TO DO: The answer must consist of every line in the records that contains the word "tokio".

---*---

//! Data-directory layout and the optional `rafcoin.toml` config file.
//!
//! The resolved data directory is passed down explicitly; nothing here is
//! process-global. CLI flags override config-file values, which override the
//! defaults. A missing or unparseable file falls back to defaults.

use std::net::Ipv4Addr;
use std::path::{Path, PathBuf};

use serde::Deserialize;

use crate::constants;

/// Location of the block store under the data directory.
pub fn blocks_path(data_dir: &Path) -> PathBuf {
    data_dir.join("blocks")
}

/// Location of the wallet file under the data directory.
pub fn wallet_path(data_dir: &Path) -> PathBuf {
    data_dir.join("wallet.dat")
}

/// Top-level `rafcoin.toml` contents.
#[derive(Clone, Debug, Default, Deserialize)]
#[serde(default)]
pub struct FileConfig {
    pub node: NodeSection,
}

/// The `[node]` section.
#[derive(Clone, Debug, Deserialize)]
#[serde(default)]
pub struct NodeSection {
    pub listen_ip: Ipv4Addr,
    pub port: u16,
    pub rpc_port: u16,
    pub seed: Option<String>,
    pub miner_address: Option<String>,
}

impl Default for NodeSection {
    fn default() -> Self {
        NodeSection {
            listen_ip: Ipv4Addr::UNSPECIFIED,
            port: constants::DEFAULT_P2P_PORT,
            rpc_port: constants::DEFAULT_RPC_PORT,
            seed: None,
            miner_address: None,
        }
    }
}

impl FileConfig {
    /// Load `rafcoin.toml` from the data directory, or defaults when absent.
    pub fn load(data_dir: &Path) -> Self {
        let path = data_dir.join("rafcoin.toml");
        match std::fs::read_to_string(&path) {
            Ok(contents) => match toml::from_str(&contents) {
                Ok(config) => {
                    tracing::info!("Loaded config from {}", path.display());
                    config
                }
                Err(e) => {
                    tracing::warn!("Failed to parse {}: {}, using defaults", path.display(), e);
                    Self::default()
                }
            },
            Err(_) => Self::default(),
        }
    }
}

#[cfg(test)]
mod tests {
    use super::*;

    #[test]
    fn defaults_match_constants() {
        let config = FileConfig::default();
        assert_eq!(config.node.port, constants::DEFAULT_P2P_PORT);
        assert_eq!(config.node.rpc_port, constants::DEFAULT_RPC_PORT);
        assert!(config.node.seed.is_none());
        assert!(config.node.miner_address.is_none());
    }

    #[test]
    fn parse_toml() {
        let toml_str = r#"
[node]
port = 9999
rpc_port = 19999
seed = "10.0.0.1:9333"
"#;
        let config: FileConfig = toml::from_str(toml_str).unwrap();
        assert_eq!(config.node.port, 9999);
        assert_eq!(config.node.rpc_port, 19999);
        assert_eq!(config.node.seed.as_deref(), Some("10.0.0.1:9333"));
    }

    #[test]
    fn missing_file_returns_defaults() {
        let dir = tempfile::tempdir().unwrap();
        let config = FileConfig::load(dir.path());
        assert_eq!(config.node.port, constants::DEFAULT_P2P_PORT);
    }

    #[test]
    fn paths_derive_from_data_dir() {
        let dir = Path::new("/tmp/raf");
        assert_eq!(blocks_path(dir), PathBuf::from("/tmp/raf/blocks"));
        assert_eq!(wallet_path(dir), PathBuf::from("/tmp/raf/wallet.dat"));
    }
}
impl Node {
    /// Set up a node: open the chain if one exists at the data directory.
    pub fn new(config: NodeConfig) -> Result<Self, NodeError> {
        let chain = match Blockchain::open(&config::blocks_path(&config.data_dir)) {
            Ok(chain) => Some(chain),
            Err(ChainError::NoChain) => {
                tracing::info!("No blockchain yet; create one to enable mining and sync");
                None
            }
            Err(e) => {
                tracing::warn!("Could not open blockchain: {}", e);
                None
            }
        };
        let height = chain.as_ref().map_or(-1, |c| c.height());

        Ok(Node {
            inner: Arc::new(NodeInner {
                config,
                chain: tokio::sync::Mutex::new(ChainSlot {
                    chain,
                    sync_peer: None,
                }),
                height: AtomicI32::new(height),
                syncing: AtomicBool::new(false),
                shutting_down: AtomicBool::new(false),
                shutdown: CancellationToken::new(),
                mempool: Mempool::new(),
                miner_wake: Notify::new(),
                peers: tokio::sync::Mutex::new(HashMap::new()),
            }),
        })
    }

    /// Current cached chain height (−1 before a chain exists).
    pub fn height(&self) -> i32 {
        self.inner.height.load(Ordering::Acquire)
    }

    /// Whether initial block download is in progress.
    pub fn is_syncing(&self) -> bool {
        self.inner.syncing.load(Ordering::Acquire)
    }

    /// Number of tracked peer connections.
    pub async fn peer_count(&self) -> usize {
        self.inner.peers.lock().await.len()
    }

    /// Request shutdown; `run` tears everything down and returns.
    pub fn stop(&self) {
        self.inner.shutdown.cancel();
    }

    /// Run the node until `stop` is called: RPC server, cleanup task,
    /// optional miner, optional seed connection, then the accept loop.
    pub async fn run(&self) -> Result<(), NodeError> {
        let inner = &self.inner;
        let listener =
            TcpListener::bind((inner.config.listen_ip, inner.config.port)).await?;
        tracing::info!("Node listening on {}", listener.local_addr()?);
        tracing::info!("Blockchain height: {}", self.height());

        let rpc_listener =
            TcpListener::bind((Ipv4Addr::LOCALHOST, inner.config.rpc_port)).await?;
        let rpc_task = tokio::spawn(crate::rpc::serve(rpc_listener, self.clone()));

        let cleanup_task = tokio::spawn(cleanup_loop(Arc::clone(inner)));

        let miner_task = inner.config.miner_address.clone().map(|address| {
            tracing::info!("Background miner enabled (reward -> {})", address);
            tokio::spawn(miner_loop(Arc::clone(inner), address))
        });

        if let Some(seed) = inner.config.seed.clone() {
            if let Err(e) = self.connect_to_seed(&seed).await {
                tracing::warn!("Failed to connect to seed {}: {}", seed, e);
            }
        }

        loop {
            tokio::select! {
                _ = inner.shutdown.cancelled() => break,
                accepted = listener.accept() => match accepted {
                    Ok((stream, addr)) => self.accept_peer(stream, addr).await,
                    Err(e) => {
                        if !inner.is_shutting_down() {
                            tracing::warn!("Accept error: {}", e);
                        }
                    }
                }
            }
        }

        inner.teardown().await;
        let _ = cleanup_task.await;
        if let Some(task) = miner_task {
            let _ = task.await;
        }
        let _ = rpc_task.await;
        tracing::info!("Node stopped");
        Ok(())
    }

    async fn accept_peer(&self, stream: TcpStream, addr: SocketAddr) {
        let inner = &self.inner;
        {
            let peers = inner.peers.lock().await;
            if peers.len() >= constants::MAX_PEERS {
                tracing::info!(
                    "Max peers reached ({}), rejecting connection from {}",
                    constants::MAX_PEERS,
                    addr
                );
                return;
            }
        }

        let (peer, receiver) = Peer::from_stream(stream, addr);
        let state = PeerState::new(peer);
        inner
            .peers
            .lock()
            .await
            .insert(state.addr_string(), Arc::clone(&state));
        spawn_peer_tasks(inner, state, receiver);
        tracing::info!("Accepted peer {}", addr);
    }

    /// One outbound connection to the configured seed; the outbound side
    /// opens the handshake by sending `version` first.
    pub async fn connect_to_seed(&self, seed: &str) -> Result<(), NodeError> {
        let addr: SocketAddr = seed
            .parse()
            .map_err(|_| NodeError::InvalidSeedAddr(seed.to_string()))?;

        let (peer, receiver) = Peer::connect(addr).await?;
        let state = PeerState::new(peer);
        self.inner.send_version(&state).await?;

        self.inner
            .peers
            .lock()
            .await
            .insert(state.addr_string(), Arc::clone(&state));
        spawn_peer_tasks(&self.inner, state, receiver);
        Ok(())
    }

    /// Mine one block from the current mempool; used by the miner task and
    /// the `mine` RPC. Fails with `Busy` during initial block download.
    pub async fn mine_block(&self, address: &str) -> Result<(Hash, i32), NodeError> {
        self.inner.mine_block(address).await
    }
}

---*---

SOLUTION FOR THIS TASK:
                chain: tokio::sync::Mutex::new(ChainSlot {
                peers: tokio::sync::Mutex::new(HashMap::new()),
        let rpc_task = tokio::spawn(crate::rpc::serve(rpc_listener, self.clone()));
        let cleanup_task = tokio::spawn(cleanup_loop(Arc::clone(inner)));
            tokio::spawn(miner_loop(Arc::clone(inner), address))
            tokio::select! {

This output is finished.